2. **Convert the SQL** to PostgreSQL format using tools like [pgloader](https://github.com/dimitri/pgloader) or custom scripts.

3. **Import into PostgreSQL** using psql:
   ```bash
   psql -d database_name -f converted_data.sql
   ```

### ETL process

For more complex migrations, an Extract-Transform-Load (ETL) process offers greater control:

1. **Extract** data from MySQL into an intermediate format (CSV, JSON, etc.).
2. **Transform** the data to match PostgreSQL's requirements (data types, constraints, etc.).
3. **Load** the transformed data into PostgreSQL.

### Replication-based migration

For minimal downtime, consider a replication-based approach:

1. **Set up initial data copy** using tools like pgloader or AWS DMS.
2. **Establish ongoing replication** from MySQL to PostgreSQL using tools likes [Debezium](https://debezium.io/).
3. **Validate data consistency** between the systems.
4. **Cut over** to PostgreSQL when ready.

### Cloud migration services

Cloud providers offer specialized services for database migration:

- **AWS Database Migration Service**
- **Google Cloud Database Migration Service**
- **Azure Database Migration Service**

### Handling large datasets

For very large databases, consider these additional strategies:

- **Partitioned Migration**: Migrate data in chunks based on logical partitions.
- **Parallel Processing**: Use multiple threads or processes for data extraction and loading.
- **Incremental Migration**: Migrate historical data first, then recent data during cutover.
- **Data Validation**: Implement checksums or row counts to verify migration completeness.

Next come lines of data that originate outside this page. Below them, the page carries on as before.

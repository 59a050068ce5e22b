//! Core puzzle model
//!
//! The hue separation bound, letter sets, colors and the color/letter board.
//! Nothing here draws or reads input; randomness always comes in as an explicit `Rng`.

mod board;
mod color;
mod error;
pub mod hue;
mod letters;

pub use board::{BoardConfig, ColorLetterBoard, assign_letters, generate_colors, owner_of};
pub use color::{Color, Hsv, Rgb};
pub use error::BoardError;
pub use hue::{circular_distance, max_separation};
pub use letters::{ALPHABET, LetterSet, letter_index};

## Application code changes

### SQL syntax differences

- **String Concatenation**: MySQL uses `CONCAT()` function, PostgreSQL uses `||` operator.
- **Date Functions**: Functions like `DATE_ADD()` in MySQL become `date + interval` in PostgreSQL.
- **LIMIT/OFFSET**: MySQL uses `LIMIT x,y` while PostgreSQL uses `LIMIT y OFFSET x`.
- **Group By Handling**: PostgreSQL requires all non-aggregated columns in the SELECT list to appear in the GROUP BY clause.
- **Boolean Values**: MySQL uses 0/1, PostgreSQL uses true/false.
- **REPLACE INTO**: PostgreSQL doesn't support this MySQL shorthand; use DELETE + INSERT or upsert with ON CONFLICT.

### Connection string

- **Connection Libraries**: Some libraries are database-specific and need replacement.
- **Connection Strings**: Format differs between MySQL and PostgreSQL.
- **Connection Pooling**: Configuration parameters differ between systems.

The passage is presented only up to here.